The Kriegsmarine also...

      The Kriegsmarine also employed trawlers extensively for numerous tasks. This is V404 Gebrüder Kähler in the autumn of 1938 off Bremerhaven. (Author’s collection)

      — 9

       Learning the Hard Way

       ‘All Clear For’ard’

      THE BRITISH MERCHANT FLEET consisted of some 21 million tons of shipping at the outbreak of the war. Anticipating hostilities, the Cabinet Committee responsible for Defence Preparedness placed the British merchant fleet under the direction of the Trade Division of the Admiralty, led by Acting Chief of Naval Staff Rear Admiral Harold Burrough, on 26 August 1939. This ‘Control of Shipping’ gave the Trade Division, through the Naval Control Service Officers (NCSOs) stationed in most ports used by British vessels, the authority to organise routes and issue orders for the convoys, including the organisation of their escort. The use of British merchant shipping through purchase or charter rested with the Ministry of Shipping (later joined with the Ministry of Transport to become the Ministry of War Transport), as did the manning of the merchant navy.1

      After securing necessary auxiliaries for the Royal Navy, it soon became clear that, contrary to pre-war assumptions, the British merchant navy was incapable of sustaining even a minimum of imports. Neutral shipping was desperately needed, and a large number of Greek, Danish, Dutch and Belgian vessels were chartered. Polish ships outside German control were also integrated in the British merchant navy. Many of these had British masters appointed to them and sailed under a British flag. Other neutral merchant ships, Swedish and Norwegian in particular, were secured for British use through bilateral shipping agreements.

      In May 1938, the Admiralty had concluded that a convoy system would most likely have to be introduced after the outbreak of war. A ‘restricted’ U-boat warfare, it was believed, could be countered by existing A/S technology, independent routing, arming of merchant ships and so on, but it was far more likely that ‘unrestricted’ warfare would develop. Staff officers were earmarked and trained for the planning and organisation of convoys, but parallel training and development of dedicated escort forces was limited and the A/S branch was left with low priority. As a result, few senior British officers had an A/S background and very few of the active commanders at sea in 1939 had much knowledge or competence in A/S technology or tactics.2

      The sinking of Athenia on the first day of the war seemed to indicate that an unrestricted U-boat war was a reality, and within days the first convoys were organised. It would be mid-October before Admiral Burrough’s Trade Division formed the Anti-Submarine Warfare Division to develop tactics and means to protect them.

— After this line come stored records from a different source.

use axum::{
    Json,
    extract::{
        FromRequest, Request,
        rejection::{JsonRejection, PathRejection, QueryRejection},
    },
    http::StatusCode,
    response::{IntoResponse, Response},
};
use nutrilens_core::domain::common::entities::app_errors::CoreError;
use serde::{Deserialize, Serialize, de::DeserializeOwned};
use thiserror::Error;
use tracing::error;
use utoipa::ToSchema;
use validator::Validate;

#[derive(Debug, Clone, PartialEq, Eq, Error)]
pub enum ApiError {
    #[error("{0}")]
    BadRequest(String),

    #[error("{0}")]
    Unauthorized(String),

    #[error("{0}")]
    NotFound(String),

    #[error("{0}")]
    Conflict(String),

    #[error("{0}")]
    InternalServerError(String),
}

/// Error body returned by every endpoint.
#[derive(Debug, Serialize, Deserialize, ToSchema, PartialEq)]
pub struct ApiErrorResponse {
    pub code: String,
    pub message: String,
    pub status: u16,
}

impl ApiError {
    pub fn status(&self) -> StatusCode {
        match self {
            ApiError::BadRequest(_) => StatusCode::BAD_REQUEST,
            ApiError::Unauthorized(_) => StatusCode::UNAUTHORIZED,
            ApiError::NotFound(_) => StatusCode::NOT_FOUND,
            ApiError::Conflict(_) => StatusCode::CONFLICT,
            ApiError::InternalServerError(_) => StatusCode::INTERNAL_SERVER_ERROR,
        }
    }

    pub fn code(&self) -> &'static str {
        match self {
            ApiError::BadRequest(_) => "E_BAD_REQUEST",
            ApiError::Unauthorized(_) => "E_UNAUTHORIZED",
            ApiError::NotFound(_) => "E_NOT_FOUND",
            ApiError::Conflict(_) => "E_CONFLICT",
            ApiError::InternalServerError(_) => "E_INTERNAL_SERVER_ERROR",
        }
    }
}

impl From<CoreError> for ApiError {
    fn from(error: CoreError) -> Self {
        match error {
            CoreError::InvalidImage(_) | CoreError::InvalidPortion(_) | CoreError::Invalid(_) => {
                ApiError::BadRequest(error.to_string())
            }
            CoreError::NotFound => ApiError::NotFound(error.to_string()),
            CoreError::AlreadyExists => ApiError::Conflict(error.to_string()),
            CoreError::PersistenceError(_)
            | CoreError::ModelUnavailable(_)
            | CoreError::Internal(_) => {
                ApiError::InternalServerError(error.to_string())
            }
        }
    }
}

impl From<QueryRejection> for ApiError {
    fn from(rejection: QueryRejection) -> Self {
        ApiError::BadRequest(rejection.body_text())
    }
}

impl From<PathRejection> for ApiError {
    fn from(rejection: PathRejection) -> Self {
        ApiError::BadRequest(rejection.body_text())
    }
}

impl IntoResponse for ApiError {
    fn into_response(self) -> Response {
        let status = self.status();
        if status.is_server_error() {
            error!(error = %self, "Request failed");
        }

        let body = ApiErrorResponse {
            code: self.code().to_string(),
            message: self.to_string(),
            status: status.as_u16(),
        };

        (status, Json(body)).into_response()
    }
}

/// JSON body extractor that runs `validator` rules before the handler.
#[derive(Debug, Clone, Copy, Default)]
pub struct ValidateJson<T>(pub T);

impl<T, S> FromRequest<S> for ValidateJson<T>
where
    T: DeserializeOwned + Validate,
    S: Send + Sync,
    Json<T>: FromRequest<S, Rejection = JsonRejection>,
{
    type Rejection = ApiError;

    async fn from_request(req: Request, state: &S) -> Result<Self, Self::Rejection> {
        let Json(value) = Json::<T>::from_request(req, state)
            .await
            .map_err(|rejection| ApiError::BadRequest(rejection.body_text()))?;

        value
            .validate()
            .map_err(|errors| ApiError::BadRequest(errors.to_string()))?;

        Ok(ValidateJson(value))
    }
}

      At first, the convoy system was met by resistance from the shipowners, who, thinking largely of short-term profit, did not welcome the perceived delays and added fuel cost of not being able to take the shortest route. Many captains found the convoys unnecessary, trusting their own speed and luck. It soon became clear that this was ill-advised. During the first months of the war the loss rate was less than 1 per cent for ships sailing in convoy. For those sailing independently it exceeded 10 per cent. When it became obvious that these numbers owed as much to mines as to torpedoes, the majority of captains and shipowners submitted to the inevitable and accepted that any effort to stay within the convoy was worthwhile.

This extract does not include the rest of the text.